AIM OF THE EXERCISE =
Going through the data, count each line that has the word "PartialEq". Reply with the total and nothing more.
[INPUT FOR THIS TASK]
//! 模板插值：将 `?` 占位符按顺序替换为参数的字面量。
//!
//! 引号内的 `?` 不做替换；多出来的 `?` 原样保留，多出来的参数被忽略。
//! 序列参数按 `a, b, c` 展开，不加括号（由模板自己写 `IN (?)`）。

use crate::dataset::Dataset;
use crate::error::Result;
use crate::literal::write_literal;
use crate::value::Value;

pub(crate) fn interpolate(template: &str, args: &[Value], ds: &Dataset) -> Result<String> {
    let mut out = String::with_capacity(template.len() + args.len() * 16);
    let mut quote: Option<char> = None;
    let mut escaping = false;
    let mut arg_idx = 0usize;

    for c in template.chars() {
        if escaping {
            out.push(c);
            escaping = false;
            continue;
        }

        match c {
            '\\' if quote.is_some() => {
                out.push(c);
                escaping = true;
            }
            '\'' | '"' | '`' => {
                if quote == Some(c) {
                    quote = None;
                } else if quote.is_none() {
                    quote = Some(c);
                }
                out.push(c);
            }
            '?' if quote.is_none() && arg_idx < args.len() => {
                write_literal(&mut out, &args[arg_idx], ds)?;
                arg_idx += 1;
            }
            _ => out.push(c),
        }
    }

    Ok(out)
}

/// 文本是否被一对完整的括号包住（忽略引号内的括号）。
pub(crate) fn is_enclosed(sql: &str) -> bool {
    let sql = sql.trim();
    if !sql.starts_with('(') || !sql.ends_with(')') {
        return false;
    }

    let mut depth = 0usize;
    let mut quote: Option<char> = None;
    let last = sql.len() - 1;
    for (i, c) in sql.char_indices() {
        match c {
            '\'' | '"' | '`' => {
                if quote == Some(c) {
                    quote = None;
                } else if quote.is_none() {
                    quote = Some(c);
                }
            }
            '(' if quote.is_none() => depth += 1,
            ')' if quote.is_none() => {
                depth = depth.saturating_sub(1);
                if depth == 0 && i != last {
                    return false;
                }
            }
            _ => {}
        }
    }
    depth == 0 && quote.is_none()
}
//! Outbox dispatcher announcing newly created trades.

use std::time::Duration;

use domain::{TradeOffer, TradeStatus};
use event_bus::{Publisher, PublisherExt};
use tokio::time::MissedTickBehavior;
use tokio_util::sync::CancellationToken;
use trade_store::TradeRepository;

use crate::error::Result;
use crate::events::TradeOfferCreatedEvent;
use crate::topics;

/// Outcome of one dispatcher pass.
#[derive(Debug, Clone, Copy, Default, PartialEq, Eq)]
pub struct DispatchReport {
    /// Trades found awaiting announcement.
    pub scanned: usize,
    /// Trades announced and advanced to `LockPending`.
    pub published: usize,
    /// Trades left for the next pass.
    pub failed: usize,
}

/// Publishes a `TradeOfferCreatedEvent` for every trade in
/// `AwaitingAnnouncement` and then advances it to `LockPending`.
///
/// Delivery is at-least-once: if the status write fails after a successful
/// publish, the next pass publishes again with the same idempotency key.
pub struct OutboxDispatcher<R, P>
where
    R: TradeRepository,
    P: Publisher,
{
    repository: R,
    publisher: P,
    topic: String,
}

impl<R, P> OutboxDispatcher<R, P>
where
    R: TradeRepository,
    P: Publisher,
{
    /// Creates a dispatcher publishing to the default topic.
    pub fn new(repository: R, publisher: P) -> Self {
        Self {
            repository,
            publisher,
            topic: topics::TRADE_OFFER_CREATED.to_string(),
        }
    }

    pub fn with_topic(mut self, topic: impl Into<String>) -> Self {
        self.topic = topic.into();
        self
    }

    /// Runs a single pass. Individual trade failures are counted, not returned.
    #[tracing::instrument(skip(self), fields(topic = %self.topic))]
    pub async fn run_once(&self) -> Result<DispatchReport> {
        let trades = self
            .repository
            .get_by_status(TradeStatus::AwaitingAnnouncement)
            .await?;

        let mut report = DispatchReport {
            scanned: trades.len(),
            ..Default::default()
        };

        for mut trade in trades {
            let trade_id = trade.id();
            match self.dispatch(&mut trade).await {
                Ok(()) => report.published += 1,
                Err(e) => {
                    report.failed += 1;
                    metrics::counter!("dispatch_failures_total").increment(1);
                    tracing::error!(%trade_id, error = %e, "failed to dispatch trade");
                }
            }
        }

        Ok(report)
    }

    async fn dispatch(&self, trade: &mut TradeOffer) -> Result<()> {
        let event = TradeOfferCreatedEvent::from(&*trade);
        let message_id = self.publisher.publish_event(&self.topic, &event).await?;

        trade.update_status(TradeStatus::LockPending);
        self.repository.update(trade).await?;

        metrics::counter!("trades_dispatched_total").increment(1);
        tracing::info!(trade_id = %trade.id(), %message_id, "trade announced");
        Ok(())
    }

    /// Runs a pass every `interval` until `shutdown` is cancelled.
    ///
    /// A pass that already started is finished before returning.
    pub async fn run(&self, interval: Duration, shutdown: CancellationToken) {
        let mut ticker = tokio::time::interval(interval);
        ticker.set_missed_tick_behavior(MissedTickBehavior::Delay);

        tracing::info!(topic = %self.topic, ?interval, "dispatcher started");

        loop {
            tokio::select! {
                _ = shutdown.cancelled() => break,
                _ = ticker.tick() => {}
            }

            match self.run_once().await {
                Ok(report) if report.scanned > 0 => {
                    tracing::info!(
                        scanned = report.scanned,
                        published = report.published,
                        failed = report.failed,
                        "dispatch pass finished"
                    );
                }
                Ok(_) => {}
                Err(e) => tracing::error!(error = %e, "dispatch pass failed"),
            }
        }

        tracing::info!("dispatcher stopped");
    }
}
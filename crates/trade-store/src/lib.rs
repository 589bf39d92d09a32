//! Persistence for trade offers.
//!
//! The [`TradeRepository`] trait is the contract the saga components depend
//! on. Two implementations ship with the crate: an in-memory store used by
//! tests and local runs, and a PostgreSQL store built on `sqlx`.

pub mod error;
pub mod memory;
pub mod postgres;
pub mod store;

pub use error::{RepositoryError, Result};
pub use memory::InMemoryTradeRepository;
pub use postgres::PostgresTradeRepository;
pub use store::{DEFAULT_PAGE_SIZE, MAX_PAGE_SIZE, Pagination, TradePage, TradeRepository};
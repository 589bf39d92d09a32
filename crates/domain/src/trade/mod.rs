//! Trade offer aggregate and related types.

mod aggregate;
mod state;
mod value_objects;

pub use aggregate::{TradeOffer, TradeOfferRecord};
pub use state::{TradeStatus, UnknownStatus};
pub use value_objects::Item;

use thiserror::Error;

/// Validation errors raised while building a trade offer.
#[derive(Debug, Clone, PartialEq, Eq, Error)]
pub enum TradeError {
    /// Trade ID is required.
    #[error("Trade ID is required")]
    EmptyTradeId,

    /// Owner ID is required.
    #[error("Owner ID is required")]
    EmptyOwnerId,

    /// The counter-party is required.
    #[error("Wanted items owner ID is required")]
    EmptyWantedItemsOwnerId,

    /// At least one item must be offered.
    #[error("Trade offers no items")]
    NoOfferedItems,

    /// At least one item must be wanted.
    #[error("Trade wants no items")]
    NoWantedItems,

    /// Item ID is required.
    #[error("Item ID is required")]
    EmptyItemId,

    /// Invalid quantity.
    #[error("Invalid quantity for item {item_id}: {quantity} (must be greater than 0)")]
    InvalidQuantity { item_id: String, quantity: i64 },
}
[/INPUT FOR THIS TASK]
RESULT =
2